* EXERCISE GOAL
Go through the entries below and work out how many lines include "ArtifactType". Answer with the number only.

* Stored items
- - - - - - -

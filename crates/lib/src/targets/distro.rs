//! Target platforms named by a descriptor token such as `linux/arm/v7`.

use std::fmt;

use crate::artifact::ArtifactError;
use crate::consts::DEFAULT_DISTRO;

/// Operating systems an artifact can target.
#[derive(Debug, Clone, Copy, PartialEq, Eq, Hash)]
pub enum Os {
  Linux,
  Darwin,
  Windows,
}

impl Os {
  pub fn parse(value: &str) -> Option<Self> {
    match value {
      "linux" => Some(Self::Linux),
      "darwin" => Some(Self::Darwin),
      "windows" => Some(Self::Windows),
      _ => None,
    }
  }

  /// The lowercase identifier, matching `GOOS`.
  pub fn as_str(&self) -> &'static str {
    match self {
      Self::Linux => "linux",
      Self::Darwin => "darwin",
      Self::Windows => "windows",
    }
  }
}

impl fmt::Display for Os {
  fn fmt(&self, f: &mut fmt::Formatter<'_>) -> fmt::Result {
    write!(f, "{}", self.as_str())
  }
}

const ARCHITECTURES: &[&str] = &["amd64", "arm64", "arm", "386", "s390x", "riscv64"];

/// An `os/arch[/variant]` platform.
#[derive(Debug, Clone, PartialEq, Eq, Hash)]
pub struct Distribution {
  pub os: Os,
  pub arch: String,
  pub variant: Option<String>,
}

impl Distribution {
  /// Parse a single `os/arch[/variant]` token.
  pub fn parse(token: &str) -> Result<Self, String> {
    let mut parts = token.split('/');
    let os = parts.next().unwrap_or_default();
    let arch = parts.next().unwrap_or_default();
    let variant = parts.next().map(str::to_string);
    if parts.next().is_some() {
      return Err(format!("'{token}' has too many components"));
    }

    let os = Os::parse(os).ok_or_else(|| format!("unknown operating system '{os}'"))?;
    if !ARCHITECTURES.contains(&arch) {
      return Err(format!("unknown architecture '{arch}'"));
    }
    if variant.as_deref().is_some_and(str::is_empty) {
      return Err(format!("'{token}' has an empty variant"));
    }

    Ok(Self {
      os,
      arch: arch.to_string(),
      variant,
    })
  }

  /// The distribution named in `descriptor`, or the default when none is.
  pub fn from_descriptor(descriptor: &str) -> Result<Self, ArtifactError> {
    let invalid = |message: String| ArtifactError::InvalidDescriptor {
      descriptor: descriptor.to_string(),
      message,
    };

    let mut tokens = descriptor.split(':').filter(|token| token.contains('/'));
    let token = tokens.next().unwrap_or(DEFAULT_DISTRO);
    if let Some(extra) = tokens.next() {
      return Err(invalid(format!("more than one distribution ('{token}', '{extra}')")));
    }
    Self::parse(token).map_err(invalid)
  }

  /// Filename-safe form, e.g. `linux-arm-7`.
  pub fn slug(&self) -> String {
    match &self.variant {
      Some(variant) => format!("{}-{}-{}", self.os, self.arch, variant.trim_start_matches('v')),
      None => format!("{}-{}", self.os, self.arch),
    }
  }

  /// `GOARM` for 32-bit arm targets.
  pub fn goarm(&self) -> Option<&str> {
    match (self.arch.as_str(), &self.variant) {
      ("arm", Some(variant)) => Some(variant.trim_start_matches('v')),
      ("arm", None) => Some("7"),
      _ => None,
    }
  }

  /// Architecture name used by Debian packages.
  pub fn deb_arch(&self) -> &str {
    match (self.arch.as_str(), self.goarm()) {
      ("arm", Some("6")) => "armel",
      ("arm", _) => "armhf",
      ("386", _) => "i386",
      (arch, _) => arch,
    }
  }

  /// Architecture name used by RPM packages.
  pub fn rpm_arch(&self) -> &str {
    match self.arch.as_str() {
      "amd64" => "x86_64",
      "arm64" => "aarch64",
      "arm" => "armhfp",
      "386" => "i386",
      arch => arch,
    }
  }

  pub fn is_windows(&self) -> bool {
    self.os == Os::Windows
  }
}

impl fmt::Display for Distribution {
  fn fmt(&self, f: &mut fmt::Formatter<'_>) -> fmt::Result {
    write!(f, "{}/{}", self.os, self.arch)?;
    if let Some(variant) = &self.variant {
      write!(f, "/{variant}")?;
    }
    Ok(())
  }
}
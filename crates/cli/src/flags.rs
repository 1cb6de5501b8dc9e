//! CLI flags contributed by argument declarations.

use std::collections::HashSet;
use std::sync::Arc;

use clap::{Arg, ArgAction, ArgMatches, Command, value_parser};
use shipyard_lib::argument::{Argument, ArgumentType, CliValues};

/// Append one long option per distinct argument flag to `command`.
pub fn register(mut command: Command, arguments: &[Arc<Argument>]) -> Command {
  let mut seen = HashSet::new();
  for argument in arguments {
    for flag in &argument.flags {
      if !seen.insert(flag.name) {
        continue;
      }

      let mut arg = Arg::new(flag.name)
        .long(flag.name)
        .help(flag.usage)
        .help_heading("Build arguments");
      arg = match argument.argument_type {
        ArgumentType::Bool => arg.action(ArgAction::SetTrue),
        ArgumentType::Int64 => arg.value_parser(value_parser!(i64)),
        _ => arg.value_name(value_name(argument.argument_type)),
      };
      if let Some(default) = flag.default
        && argument.argument_type != ArgumentType::Bool
      {
        arg = arg.default_value(default);
      }
      command = command.arg(arg);
    }
  }
  command
}

fn value_name(argument_type: ArgumentType) -> &'static str {
  match argument_type {
    ArgumentType::File => "FILE",
    ArgumentType::Directory | ArgumentType::CacheVolume => "DIR",
    _ => "VALUE",
  }
}

/// Collect the values of every registered flag that was given or defaulted.
pub fn collect(matches: &ArgMatches, arguments: &[Arc<Argument>]) -> CliValues {
  let mut values = CliValues::new();
  for argument in arguments {
    for flag in &argument.flags {
      let value = match argument.argument_type {
        ArgumentType::Bool => matches.get_flag(flag.name).then(|| "true".to_string()),
        ArgumentType::Int64 => matches.get_one::<i64>(flag.name).map(i64::to_string),
        _ => matches.get_one::<String>(flag.name).cloned(),
      };
      if let Some(value) = value {
        values.set(flag.name, value);
      }
    }
  }
  values
}
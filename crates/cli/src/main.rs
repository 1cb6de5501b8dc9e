mod cmd;
mod flags;
mod output;

use std::process::ExitCode;

use anyhow::Result;
use clap::{CommandFactory, FromArgMatches, Parser, Subcommand};
use tracing_subscriber::EnvFilter;

use cmd::ArtifactsArgs;
use output::{OutputFormat, print_error};

/// shipyard - build, export and verify release artifacts
#[derive(Parser)]
#[command(name = "shipyard")]
#[command(author, version, about, long_about = None)]
struct Cli {
  /// Increase log verbosity (-v info, -vv debug, -vvv trace)
  #[arg(short, long, global = true, action = clap::ArgAction::Count)]
  verbose: u8,

  #[command(subcommand)]
  command: Commands,
}

#[derive(Subcommand)]
enum Commands {
  /// Build the requested artifacts, then export and optionally verify them
  Artifacts(ArtifactsArgs),

  /// List artifact types, their flags, and build arguments
  List {
    /// Output format
    #[arg(long, value_enum, default_value_t = OutputFormat::Text)]
    output: OutputFormat,
  },
}

fn init_logging(verbose: u8) {
  let level = match verbose {
    0 => "warn",
    1 => "info",
    2 => "debug",
    _ => "trace",
  };
  let filter = EnvFilter::try_from_default_env().unwrap_or_else(|_| EnvFilter::new(level));
  tracing_subscriber::fmt()
    .with_env_filter(filter)
    .with_writer(std::io::stderr)
    .without_time()
    .init();
}

fn run() -> Result<()> {
  let arguments = shipyard_lib::arguments::all();
  let command = Cli::command().mut_subcommand("artifacts", |sub| flags::register(sub, &arguments));
  let matches = command.get_matches();
  let cli = Cli::from_arg_matches(&matches)?;

  init_logging(cli.verbose);

  match cli.command {
    Commands::Artifacts(args) => {
      let values = matches
        .subcommand_matches("artifacts")
        .map(|sub| flags::collect(sub, &arguments))
        .unwrap_or_default();
      let runtime = tokio::runtime::Runtime::new()?;
      runtime.block_on(cmd::cmd_artifacts(args, values))
    }
    Commands::List { output } => cmd::cmd_list(output),
  }
}

fn main() -> ExitCode {
  match run() {
    Ok(()) => ExitCode::SUCCESS,
    Err(e) => {
      print_error(&e);
      ExitCode::FAILURE
    }
  }
}
mod artifacts;
mod list;

pub use artifacts::{ArtifactsArgs, cmd_artifacts};
pub use list::cmd_list;
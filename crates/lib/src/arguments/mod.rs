//! Arguments shared by the built-in targets.
//!
//! Each declaration is a lazily constructed `Arc<Argument>`, so artifacts can
//! hold the same declaration and the CLI can register its flags.

use std::path::Path;
use std::sync::{Arc, LazyLock};
use std::time::{SystemTime, UNIX_EPOCH};

use anyhow::Context;
use async_trait::async_trait;
use serde::Deserialize;

use crate::argument::{Argument, ArgumentFlag, ArgumentType, ArgumentValue, CacheVolume, FlagValue, State, ValueFunc};
use crate::platform::paths::volumes_dir;

/// The project checkout being packaged.
pub static SOURCE_DIR: LazyLock<Arc<Argument>> = LazyLock::new(|| {
  Arc::new(Argument {
    name: "source",
    description: "Path to the project source tree",
    argument_type: ArgumentType::Directory,
    value_func: Some(Arc::new(
      FlagValue::new("source", ArgumentType::Directory).with_default("."),
    )),
    flags: vec![ArgumentFlag {
      name: "source",
      usage: "Path to the project source tree",
      default: Some("."),
    }],
    requires: vec![],
  })
});

/// Release version embedded in every filename.
pub static VERSION: LazyLock<Arc<Argument>> = LazyLock::new(|| {
  Arc::new(Argument {
    name: "version",
    description: "Version of the release, read from package.json unless set",
    argument_type: ArgumentType::String,
    value_func: Some(Arc::new(VersionValue)),
    flags: vec![ArgumentFlag {
      name: "release-version",
      usage: "Override the version taken from package.json",
      default: None,
    }],
    requires: vec![SOURCE_DIR.clone()],
  })
});

/// Identifier of this build, embedded in every filename.
pub static BUILD_ID: LazyLock<Arc<Argument>> = LazyLock::new(|| {
  Arc::new(Argument {
    name: "build-id",
    description: "Identifier of this build (defaults to the current unix time)",
    argument_type: ArgumentType::String,
    value_func: Some(Arc::new(BuildIdValue)),
    flags: vec![ArgumentFlag {
      name: "build-id",
      usage: "Build identifier embedded in artifact filenames",
      default: None,
    }],
    requires: vec![],
  })
});

pub static BACKEND_COMMAND: LazyLock<Arc<Argument>> = LazyLock::new(|| {
  command_argument(
    "backend-command",
    "Shell command compiling the backend into $out",
    "make build-go",
  )
});

pub static FRONTEND_COMMAND: LazyLock<Arc<Argument>> = LazyLock::new(|| {
  command_argument(
    "frontend-command",
    "Shell command building the frontend bundle into $out",
    "yarn build",
  )
});

/// Persistent cache shared by backend and frontend builds.
pub static BUILD_CACHE: LazyLock<Arc<Argument>> = LazyLock::new(|| {
  Arc::new(Argument {
    name: "build-cache",
    description: "Cache volume for compiler and package manager caches",
    argument_type: ArgumentType::CacheVolume,
    value_func: Some(Arc::new(BuildCacheValue)),
    flags: vec![ArgumentFlag {
      name: "cache-dir",
      usage: "Directory for the build cache volume",
      default: None,
    }],
    requires: vec![],
  })
});

/// Every argument the built-in targets use, for CLI registration.
pub fn all() -> Vec<Arc<Argument>> {
  vec![
    SOURCE_DIR.clone(),
    VERSION.clone(),
    BUILD_ID.clone(),
    BACKEND_COMMAND.clone(),
    FRONTEND_COMMAND.clone(),
    BUILD_CACHE.clone(),
  ]
}

fn command_argument(name: &'static str, usage: &'static str, default: &'static str) -> Arc<Argument> {
  Arc::new(Argument {
    name,
    description: usage,
    argument_type: ArgumentType::String,
    value_func: Some(Arc::new(FlagValue::new(name, ArgumentType::String).with_default(default))),
    flags: vec![ArgumentFlag {
      name,
      usage,
      default: Some(default),
    }],
    requires: vec![],
  })
}

struct VersionValue;

#[derive(Deserialize)]
struct PackageJson {
  version: String,
}

#[async_trait]
impl ValueFunc for VersionValue {
  async fn value(&self, state: &State) -> anyhow::Result<ArgumentValue> {
    if let Some(version) = state.cli().get("release-version") {
      return Ok(ArgumentValue::String(version.trim_start_matches('v').to_string()));
    }

    let source = state.directory(&SOURCE_DIR).await?;
    let version = read_package_version(&source.join("package.json")).await?;
    Ok(ArgumentValue::String(version))
  }
}

async fn read_package_version(path: &Path) -> anyhow::Result<String> {
  let contents = tokio::fs::read_to_string(path)
    .await
    .with_context(|| format!("reading {}", path.display()))?;
  let package: PackageJson =
    serde_json::from_str(&contents).with_context(|| format!("parsing {}", path.display()))?;
  Ok(package.version)
}

struct BuildIdValue;

#[async_trait]
impl ValueFunc for BuildIdValue {
  async fn value(&self, state: &State) -> anyhow::Result<ArgumentValue> {
    if let Some(id) = state.cli().get("build-id") {
      return Ok(ArgumentValue::String(id.to_string()));
    }
    let now = SystemTime::now().duration_since(UNIX_EPOCH)?;
    Ok(ArgumentValue::String(now.as_secs().to_string()))
  }
}

struct BuildCacheValue;

#[async_trait]
impl ValueFunc for BuildCacheValue {
  async fn value(&self, state: &State) -> anyhow::Result<ArgumentValue> {
    if let Some(dir) = state.cli().get("cache-dir") {
      return ArgumentValue::parse(ArgumentType::CacheVolume, "cache-dir", dir);
    }
    let volume = CacheVolume::open("build-cache", volumes_dir().join("build-cache"))
      .context("creating build cache volume")?;
    Ok(ArgumentValue::CacheVolume(volume))
  }
}
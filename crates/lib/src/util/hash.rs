//! Hashing utilities for cache keys and checksums.
//!
//! This module provides:
//! - `ObjectHash`: a truncated 20-character hash used for scratch directory names
//! - `ContentHash`: a full 64-character SHA-256 used for checksums and cache keys
//! - `hash_path()`: deterministic hashing of a file or a directory tree
//! - `hash_file()` / `hash_bytes()`: single file and raw byte hashing

use std::fs;
use std::io::{self, Read};
use std::path::Path;

use serde::{Deserialize, Serialize};
use sha2::{Digest, Sha256};
use walkdir::WalkDir;

use crate::consts::OBJ_HASH_PREFIX_LEN;

/// A truncated SHA-256 of a serialized definition.
///
/// The hash is a lowercase hexadecimal string, e.g. `"a1b2c3d4e5f6789012ab"`.
#[derive(Debug, Clone, PartialEq, Eq, PartialOrd, Ord, Hash, Serialize, Deserialize)]
pub struct ObjectHash(pub String);

impl std::fmt::Display for ObjectHash {
  fn fmt(&self, f: &mut std::fmt::Formatter<'_>) -> std::fmt::Result {
    write!(f, "{}", self.0)
  }
}

/// Types whose JSON serialization identifies them.
pub trait Hashable: Serialize {
  fn compute_hash(&self) -> Result<ObjectHash, serde_json::Error> {
    let serialized = serde_json::to_string(self)?;
    let full = hash_bytes(serialized.as_bytes());
    Ok(ObjectHash(full.0[..OBJ_HASH_PREFIX_LEN].to_string()))
  }
}

/// A full 64-character SHA-256 hash.
#[derive(Debug, Clone, PartialEq, Eq, Hash, Serialize, Deserialize)]
pub struct ContentHash(pub String);

impl std::fmt::Display for ContentHash {
  fn fmt(&self, f: &mut std::fmt::Formatter<'_>) -> std::fmt::Result {
    write!(f, "{}", self.0)
  }
}

/// Hash a file or a directory tree.
///
/// Directory hashes cover relative paths, file contents and symlink targets,
/// visited in sorted order. Timestamps and permissions are ignored.
pub fn hash_path(path: &Path) -> io::Result<ContentHash> {
  let metadata = fs::symlink_metadata(path)?;
  if metadata.is_file() {
    return hash_file(path);
  }

  let mut hasher = Sha256::new();
  for entry in WalkDir::new(path).sort_by_file_name() {
    let entry = entry.map_err(io::Error::other)?;
    let rel_path = entry.path().strip_prefix(path).unwrap_or(entry.path()).to_string_lossy().to_string();
    if rel_path.is_empty() {
      continue;
    }

    let file_type = entry.file_type();
    let line = if file_type.is_file() {
      format!("F:{}:{}", rel_path, hash_file(entry.path())?)
    } else if file_type.is_dir() {
      format!("D:{}", rel_path)
    } else if file_type.is_symlink() {
      let target = fs::read_link(entry.path())?;
      format!("L:{}:{}", rel_path, target.to_string_lossy())
    } else {
      continue;
    };

    hasher.update(line.as_bytes());
    hasher.update(b"\n");
  }

  Ok(ContentHash(hex::encode(hasher.finalize())))
}

/// Hash a file's contents.
pub fn hash_file(path: &Path) -> io::Result<ContentHash> {
  let mut file = fs::File::open(path)?;
  let mut hasher = Sha256::new();
  let mut buffer = [0u8; 8192];

  loop {
    let bytes_read = file.read(&mut buffer)?;
    if bytes_read == 0 {
      break;
    }
    hasher.update(&buffer[..bytes_read]);
  }

  Ok(ContentHash(hex::encode(hasher.finalize())))
}

/// Hash arbitrary bytes.
pub fn hash_bytes(data: &[u8]) -> ContentHash {
  ContentHash(hex::encode(Sha256::digest(data)))
}
//! Descriptor parsing and the registry of artifact types.
//!
//! A descriptor such as `linux/amd64:grafana:targz` is split on `:`. Exactly
//! one token must name a registered [`ArtifactInitializer`]; the remaining
//! tokens are left for the initializer to interpret as flags or as the
//! target distribution.

use std::collections::BTreeMap;
use std::sync::Arc;

use async_trait::async_trait;
use thiserror::Error;
use tracing::debug;

use super::{Artifact, ArtifactError, ArtifactHandler, ArtifactType, LoggingHandler, RemoteCache, RemoteCacheHandler};
use crate::argument::State;
use crate::flag::Flag;

/// Errors raised while turning descriptors into artifacts.
#[derive(Debug, Error)]
pub enum ParseError {
  #[error("no artifact type found in '{descriptor}' (known types: {known})")]
  NoArtifact { descriptor: String, known: String },

  #[error("descriptor '{descriptor}' names more than one artifact type: {names:?}")]
  ArtifactCollision { descriptor: String, names: Vec<String> },

  #[error("failed to initialize '{descriptor}'")]
  Initialize {
    descriptor: String,
    #[source]
    source: ArtifactError,
  },
}

/// Constructs artifacts of one type from descriptors.
#[async_trait]
pub trait ArtifactInitializer: Send + Sync {
  /// The descriptor token selecting this type.
  fn name(&self) -> &'static str;

  fn artifact_type(&self) -> ArtifactType;

  /// Flags this type understands.
  fn flags(&self) -> Vec<Flag>;

  /// Build the artifact, resolving arguments and nested dependencies.
  async fn initialize(&self, descriptor: &str, ctx: &InitContext) -> Result<Arc<Artifact>, ArtifactError>;
}

/// Registered artifact types, keyed by name.
#[derive(Default, Clone)]
pub struct Initializers {
  by_name: BTreeMap<&'static str, Arc<dyn ArtifactInitializer>>,
}

impl Initializers {
  pub fn new() -> Self {
    Self::default()
  }

  pub fn register(&mut self, initializer: impl ArtifactInitializer + 'static) {
    self.by_name.insert(initializer.name(), Arc::new(initializer));
  }

  pub fn with(mut self, initializer: impl ArtifactInitializer + 'static) -> Self {
    self.register(initializer);
    self
  }

  pub fn get(&self, name: &str) -> Option<&Arc<dyn ArtifactInitializer>> {
    self.by_name.get(name)
  }

  /// Registered initializers in name order.
  pub fn iter(&self) -> impl Iterator<Item = &Arc<dyn ArtifactInitializer>> {
    self.by_name.values()
  }

  pub fn names(&self) -> Vec<&'static str> {
    self.by_name.keys().copied().collect()
  }
}

/// Find the single initializer named by a token of `descriptor`.
pub fn find_initializer<'a>(
  descriptor: &str,
  initializers: &'a Initializers,
) -> Result<&'a Arc<dyn ArtifactInitializer>, ParseError> {
  let mut matches: Vec<&'a Arc<dyn ArtifactInitializer>> = Vec::new();
  for token in descriptor.split(':') {
    if let Some(initializer) = initializers.get(token)
      && !matches.iter().any(|m| m.name() == initializer.name())
    {
      matches.push(initializer);
    }
  }

  match matches.as_slice() {
    [single] => Ok(*single),
    [] => Err(ParseError::NoArtifact {
      descriptor: descriptor.to_string(),
      known: initializers.names().join(", "),
    }),
    many => Err(ParseError::ArtifactCollision {
      descriptor: descriptor.to_string(),
      names: many.iter().map(|m| m.name().to_string()).collect(),
    }),
  }
}

/// Parse `descriptor` into an artifact using the registered initializers.
pub async fn parse(
  descriptor: &str,
  initializers: &Initializers,
  ctx: &InitContext,
) -> Result<Arc<Artifact>, ParseError> {
  let initializer = find_initializer(descriptor, initializers)?;
  debug!(descriptor = %descriptor, artifact_type = initializer.name(), "initializing artifact");
  initializer
    .initialize(descriptor, ctx)
    .await
    .map_err(|source| ParseError::Initialize {
      descriptor: descriptor.to_string(),
      source,
    })
}

/// Shared inputs for artifact construction.
#[derive(Clone)]
pub struct InitContext {
  pub state: Arc<State>,
  pub remote_cache: Option<Arc<dyn RemoteCache>>,
}

impl InitContext {
  pub fn new(state: Arc<State>) -> Self {
    Self {
      state,
      remote_cache: None,
    }
  }

  pub fn with_remote_cache(mut self, cache: Arc<dyn RemoteCache>) -> Self {
    self.remote_cache = Some(cache);
    self
  }

  /// Wrap `handler` in the configured decorators and build the artifact.
  ///
  /// Layering, innermost first: the concrete handler, the remote cache (when
  /// configured), then logging as the outermost layer so that cache hits are
  /// logged like any other build.
  pub fn artifact(
    &self,
    descriptor: &str,
    artifact_type: ArtifactType,
    flags: Vec<Flag>,
    handler: impl ArtifactHandler + 'static,
  ) -> Arc<Artifact> {
    let mut handler: Box<dyn ArtifactHandler> = Box::new(handler);
    if let Some(cache) = &self.remote_cache {
      handler = Box::new(RemoteCacheHandler::new(handler, cache.clone()));
    }
    let handler = Box::new(LoggingHandler::new(descriptor, handler));

    Arc::new(Artifact {
      descriptor: descriptor.to_string(),
      artifact_type,
      flags,
      handler,
    })
  }
}
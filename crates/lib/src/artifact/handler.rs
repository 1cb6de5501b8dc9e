//! The artifact capability trait.

use std::path::{Path, PathBuf};
use std::sync::Arc;

use async_trait::async_trait;

use super::{Artifact, ArtifactError};
use crate::argument::State;
use crate::engine::{Builder, Engine};
use crate::store::ArtifactStore;

/// Everything a handler may use while preparing and running a build.
#[derive(Clone, Copy)]
pub struct BuildOpts<'a> {
  pub state: &'a State,
  /// Holds the outputs of every dependency by the time `builder` runs.
  pub store: &'a dyn ArtifactStore,
  pub engine: &'a Engine,
}

/// The contract every artifact type implements.
///
/// Exactly one of `build_file` / `build_dir` is meaningful for a given
/// artifact, selected by its [`ArtifactType`](super::ArtifactType). The other
/// keeps the default, which reports [`ArtifactError::NotSupported`].
#[async_trait]
pub trait ArtifactHandler: Send + Sync {
  /// Deterministic store key. Must change whenever any input that
  /// distinguishes this artifact changes (distribution, version, build id,
  /// flags); two artifacts sharing a filename share one build.
  fn filename(&self) -> Result<String, ArtifactError>;

  /// Artifacts that must be built and stored before this one.
  async fn dependencies(&self) -> Result<Vec<Arc<Artifact>>, ArtifactError>;

  /// Prepare the execution environment passed to `build_file`/`build_dir`.
  async fn builder(&self, opts: &BuildOpts<'_>) -> Result<Builder, ArtifactError>;

  async fn build_file(&self, _builder: &Builder, _opts: &BuildOpts<'_>) -> Result<PathBuf, ArtifactError> {
    Err(ArtifactError::NotSupported { operation: "build_file" })
  }

  async fn build_dir(&self, _builder: &Builder, _opts: &BuildOpts<'_>) -> Result<PathBuf, ArtifactError> {
    Err(ArtifactError::NotSupported { operation: "build_dir" })
  }

  /// Smoke-test a built file. The default performs no checks.
  async fn verify_file(&self, _engine: &Engine, _file: &Path) -> Result<(), ArtifactError> {
    Ok(())
  }

  /// Smoke-test a built directory. The default performs no checks.
  async fn verify_directory(&self, _engine: &Engine, _dir: &Path) -> Result<(), ArtifactError> {
    Ok(())
  }
}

- - - - - - -

* ANSWER SPACE
4